Accanto al Bernini, Caravaggio occupa un posto decisivo. Alla Borghese si vedono il Bacchino malato (1593-1594), il San Girolamo scrivente (1605-1606), la Madonna dei Palafrenieri (1605-1606) e il Davide con la testa di Golia (1609-1610), dipinto che appartiene agli anni estremi del pittore, segnati anche dal passaggio in Sicilia tra Siracusa, Messina e Palermo. Chiude idealmente il cerchio Paolina Borghese come Venere vincitrice di Antonio Canova (1805-1808), dove il Neoclassicismo trasforma il ritratto in mito.

Come organizzare la visita: prenotazione, tempi, sale

La Galleria Borghese non è un museo da attraversare in fretta. L’accesso è regolato per fasce orarie, con numero contingentato di visitatori, e questa scelta tutela le opere e rende l’esperienza più leggibile.
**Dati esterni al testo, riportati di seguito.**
//! Date coercion for spreadsheet exports.
//!
//! Strict formats are tried first and only accepted when formatting the parsed
//! date reproduces the input exactly, so `05/01/2024` can never silently turn
//! into a different day through a later, looser format.

use chrono::{DateTime, Datelike, Duration, Local, NaiveDate, NaiveDateTime};
use regex::Regex;
use std::sync::LazyLock;

/// Strict formats in priority order.
const STRICT_FORMATS: &[&str] = &[
    "%Y-%m-%d",     // 2026-01-07
    "%m/%d/%Y",     // 01/07/2026
    "%d/%m/%Y",     // 25/01/2026
    "%B %-d, %Y",   // January 7, 2026
    "%b %-d, %Y",   // Jan 7, 2026
    "%-d-%b-%y",    // 7-Jan-26
    "%Y/%m/%d",     // 2026/01/07
];

/// Formats tried on the cleaned-up input when no strict format matched.
/// Dashes with a leading day follow the day-month-year convention. A `%Y`
/// match only counts for a four-digit year, so two-digit years fall through
/// to the `%y` variants.
const FREE_FORM_FORMATS: &[&str] = &[
    "%Y-%m-%d",
    "%Y/%m/%d",
    "%m/%d/%Y",
    "%m/%d/%y",
    "%d-%m-%Y",
    "%d.%m.%Y",
    "%Y.%m.%d",
    "%B %d %Y",
    "%b %d %Y",
    "%d %B %Y",
    "%d %b %Y",
    "%d-%b-%Y",
    "%d-%B-%Y",
    "%d %B %y",
    "%d %b %y",
    "%A %B %d %Y",
    "%a %b %d %Y",
];

const DATETIME_FORMATS: &[&str] = &[
    "%Y-%m-%d %H:%M:%S",
    "%Y-%m-%dT%H:%M:%S",
    "%Y-%m-%d %H:%M",
    "%m/%d/%Y %H:%M:%S",
    "%m/%d/%Y %H:%M",
];

static DATE_RANGE_RE: LazyLock<Regex> = LazyLock::new(|| {
    Regex::new(r"([A-Za-z]+)\s+(\d+)-(\d+),?\s*(\d+)").expect("valid regex")
});

static MONTH_DAY_YEAR_RE: LazyLock<Regex> =
    LazyLock::new(|| Regex::new(r"([A-Za-z]+)\s+(\d+),?\s*(\d+)").expect("valid regex"));

static ORDINAL_RE: LazyLock<Regex> =
    LazyLock::new(|| Regex::new(r"(?i)\b(\d{1,2})(st|nd|rd|th)\b").expect("valid regex"));

static ABBREVIATION_DOT_RE: LazyLock<Regex> =
    LazyLock::new(|| Regex::new(r"([A-Za-z])\.").expect("valid regex"));

/// Parse a date cell into a calendar date.
///
/// Returns `None` for empty input or anything no format accepts; callers
/// treat that as an invalid field, never as a fatal error.
pub fn parse_date(raw: &str) -> Option<NaiveDate> {
    let input = raw.trim();
    if input.is_empty() {
        return None;
    }

    parse_strict(input).or_else(|| parse_free_form(input))
}

/// Looser variant for real-world report exports: a range such as
/// `January 7-9, 2026` collapses to its first day and `January 9,2026`
/// is re-spaced before the regular pipeline runs.
pub fn parse_date_loose(raw: &str) -> Option<NaiveDate> {
    let input = raw.trim();
    if input.is_empty() {
        return None;
    }

    let mut candidate = input.to_string();

    if let Some(caps) = DATE_RANGE_RE.captures(&candidate) {
        candidate = format!("{} {}, {}", &caps[1], &caps[2], &caps[4]);
    }

    if let Some(caps) = MONTH_DAY_YEAR_RE.captures(&candidate) {
        candidate = format!("{} {}, {}", &caps[1], &caps[2], &caps[3]);
    }

    parse_date(&candidate)
}

/// Canonical storage form.
pub fn to_iso(date: NaiveDate) -> String {
    date.format("%Y-%m-%d").to_string()
}

fn parse_strict(input: &str) -> Option<NaiveDate> {
    STRICT_FORMATS.iter().find_map(|fmt| {
        NaiveDate::parse_from_str(input, fmt)
            .ok()
            .filter(|date| date.format(fmt).to_string() == input)
    })
}

fn parse_free_form(input: &str) -> Option<NaiveDate> {
    let today = Local::now().date_naive();
    match input.to_ascii_lowercase().as_str() {
        "today" | "now" => return Some(today),
        "yesterday" => return Some(today - Duration::days(1)),
        "tomorrow" => return Some(today + Duration::days(1)),
        _ => {}
    }

    if let Ok(dt) = DateTime::parse_from_rfc3339(input) {
        return Some(dt.date_naive());
    }

    if let Some(date) = DATETIME_FORMATS.iter().find_map(|fmt| {
        NaiveDateTime::parse_from_str(input, fmt)
            .ok()
            .map(|dt| dt.date())
            .filter(|date| has_full_year(fmt, *date))
    }) {
        return Some(date);
    }

    let cleaned = clean_free_form(input);
    FREE_FORM_FORMATS.iter().find_map(|fmt| {
        NaiveDate::parse_from_str(&cleaned, fmt)
            .ok()
            .filter(|date| has_full_year(fmt, *date))
    })
}

/// chrono's `%Y` also reads one- and two-digit years.
fn has_full_year(fmt: &str, date: NaiveDate) -> bool {
    !fmt.contains("%Y") || date.year() >= 1000
}

/// Drop ordinal suffixes, commas and abbreviation dots; collapse whitespace.
fn clean_free_form(input: &str) -> String {
    let without_ordinals = ORDINAL_RE.replace_all(input, "$1");
    let without_dots = ABBREVIATION_DOT_RE.replace_all(&without_ordinals, "$1");
    without_dots
        .replace(',', " ")
        .split_whitespace()
        .collect::<Vec<_>>()
        .join(" ")
}

#[cfg(test)]
mod tests {
    use super::*;

    fn date(y: i32, m: u32, d: u32) -> NaiveDate {
        NaiveDate::from_ymd_opt(y, m, d).unwrap()
    }

    #[test]
    fn test_iso_format() {
        assert_eq!(parse_date("2026-01-07"), Some(date(2026, 1, 7)));
    }

    #[test]
    fn test_us_format_wins_over_day_first() {
        assert_eq!(parse_date("05/01/2024"), Some(date(2024, 5, 1)));
    }

    #[test]
    fn test_day_first_when_month_out_of_range() {
        assert_eq!(parse_date("25/12/2024"), Some(date(2024, 12, 25)));
    }

    #[test]
    fn test_month_name_formats() {
        assert_eq!(parse_date("January 7, 2026"), Some(date(2026, 1, 7)));
        assert_eq!(parse_date("Jan 7, 2026"), Some(date(2026, 1, 7)));
        assert_eq!(parse_date("7-Jan-26"), Some(date(2026, 1, 7)));
        assert_eq!(parse_date("2026/01/07"), Some(date(2026, 1, 7)));
    }

    #[test]
    fn test_surrounding_whitespace_is_trimmed() {
        assert_eq!(parse_date("  2024-04-30 \t"), Some(date(2024, 4, 30)));
    }

    #[test]
    fn test_empty_and_blank_input() {
        assert_eq!(parse_date(""), None);
        assert_eq!(parse_date("   "), None);
        assert_eq!(parse_date_loose(""), None);
    }

    #[test]
    fn test_garbage_is_rejected() {
        assert_eq!(parse_date("not a date"), None);
        assert_eq!(parse_date("2024-13-45"), None);
        assert_eq!(parse_date("31/31/2024"), None);
    }

    #[test]
    fn test_round_trip_every_strict_format() {
        let samples = [
            date(2024, 2, 29),
            date(2026, 1, 7),
            date(2025, 12, 31),
            date(2023, 10, 1),
        ];
        for d in samples {
            for fmt in STRICT_FORMATS {
                // day-first renderings of days 1..=12 read as month-first
                if *fmt == "%d/%m/%Y" && d.day() <= 12 {
                    continue;
                }
                let rendered = d.format(fmt).to_string();
                assert_eq!(parse_date(&rendered), Some(d), "format {fmt} -> {rendered}");
            }
        }
    }

    #[test]
    fn test_free_form_fallback() {
        assert_eq!(parse_date("2024-1-5"), Some(date(2024, 1, 5)));
        assert_eq!(parse_date("January 9,2026"), Some(date(2026, 1, 9)));
        assert_eq!(parse_date("March 3rd, 2025"), Some(date(2025, 3, 3)));
        assert_eq!(parse_date("3 March 2025"), Some(date(2025, 3, 3)));
        assert_eq!(parse_date("Sep. 2 2025"), Some(date(2025, 9, 2)));
        assert_eq!(parse_date("january 7, 2026"), Some(date(2026, 1, 7)));
    }

    #[test]
    fn test_two_digit_years_are_this_century() {
        assert_eq!(parse_date("01/07/26"), Some(date(2026, 1, 7)));
        assert_eq!(parse_date("1/7/26"), Some(date(2026, 1, 7)));
        assert_eq!(parse_date("7 Jan 26"), Some(date(2026, 1, 7)));
        assert_eq!(parse_date("7 January 26"), Some(date(2026, 1, 7)));
    }

    #[test]
    fn test_short_year_never_reads_as_year_one() {
        for raw in ["01/07/26", "1/7/26", "7 Jan 26", "26/7/1"] {
            if let Some(parsed) = parse_date(raw) {
                assert!(parsed.year() >= 1000, "{raw} -> {parsed}");
            }
        }
    }

    #[test]
    fn test_datetime_inputs_keep_the_date() {
        assert_eq!(parse_date("2026-01-07 13:45:00"), Some(date(2026, 1, 7)));
        assert_eq!(parse_date("2026-01-07T13:45:00+08:00"), Some(date(2026, 1, 7)));
    }

    #[test]
    fn test_relative_keywords() {
        let today = Local::now().date_naive();
        assert_eq!(parse_date("today"), Some(today));
        assert_eq!(parse_date("Yesterday"), Some(today - Duration::days(1)));
    }

    #[test]
    fn test_loose_range_collapses_to_first_day() {
        assert_eq!(parse_date_loose("January 7-9, 2026"), Some(date(2026, 1, 7)));
        assert_eq!(parse_date_loose("Feb 10-12 2026"), Some(date(2026, 2, 10)));
    }

    #[test]
    fn test_loose_accepts_missing_space_after_comma() {
        assert_eq!(parse_date_loose("January 9,2026"), Some(date(2026, 1, 9)));
    }

    #[test]
    fn test_loose_still_handles_plain_dates() {
        assert_eq!(parse_date_loose("2026-01-07"), Some(date(2026, 1, 7)));
        assert_eq!(parse_date_loose("01/07/2026"), Some(date(2026, 1, 7)));
    }

    #[test]
    fn test_strict_parser_does_not_collapse_ranges() {
        assert_eq!(parse_date("January 7-9, 2026"), None);
    }

    #[test]
    fn test_to_iso() {
        assert_eq!(to_iso(date(2026, 1, 7)), "2026-01-07");
    }
}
Prenotare con anticipo è la via più saggia, soprattutto nei fine settimana, nei ponti e nei mesi di alta affluenza. Una visita ben calibrata richiede almeno due ore; tre, se si desidera sostare davanti ai dipinti di Caravaggio e Tiziano senza affanno.

Il museo si trova nel Casino Borghese, all’interno di Villa Borghese Pinciana, uno dei luoghi più felici di Roma per rapporto tra architettura, collezione e giardino. Suggerisco questo ordine di attenzione:

  1. Le sculture berniniane del piano terreno, da osservare girando attorno ai gruppi.
  2. Le sale con Caravaggio, Raffaello e Tiziano, dove la collezione rivela il gusto colto del cardinal Scipione Borghese.
  3. La relazione tra decorazione, luce naturale e allestimento storico della villa.

Chi conosce il Museo Mandralisca di Cefalù sa quanto conti la misura dello sguardo: anche lì, davanti al Ritratto d’ignoto di Antonello, il tempo della visione vale più della quantità delle opere viste. Alla Borghese accade qualcosa di simile, su scala romana e principesca.

La collezione Borghese e il contesto storico della villa

Per capire davvero la Galleria Borghese bisogna tornare al Seicento romano e alla figura del cardinale Scipione Caffarelli Borghese (1577-1633), nipote di papa Paolo V. Fu lui a costruire una raccolta che non nasce come deposito di opere celebri, ma come progetto di autorappresentazione politica e culturale. La villa suburbana divenne un teatro del prestigio familiare, dove antichità classiche, pittura moderna e scultura contemporanea dialogavano in modo serrato.

Bernini, protetto e valorizzato dal cardinale, trovò qui un laboratorio decisivo. Caravaggio vi entrò con opere acquisite in anni ancora vicini alla sua vicenda biografica, segnata da fughe, protezioni e cadute. Il risultato è una collezione che racconta il gusto di un’epoca: non una semplice sequenza di capolavori, ma un sistema di sguardi, ambizioni, memorie.

Questo rapporto tra potere, collezionismo e territorio ha esempi eloquenti anche nel Mezzogiorno. Penso a Palermo, con Palazzo Abatellis e il suo assetto museale novecentesco, o a Napoli con il Museo e Real Bosco di Capodimonte, nato da una visione dinastica dei Farnese e dei Borbone. La Borghese appartiene a questa storia italiana delle raccolte: luoghi in cui l’arte non si limita a essere custodita, ma costruisce un’immagine del mondo.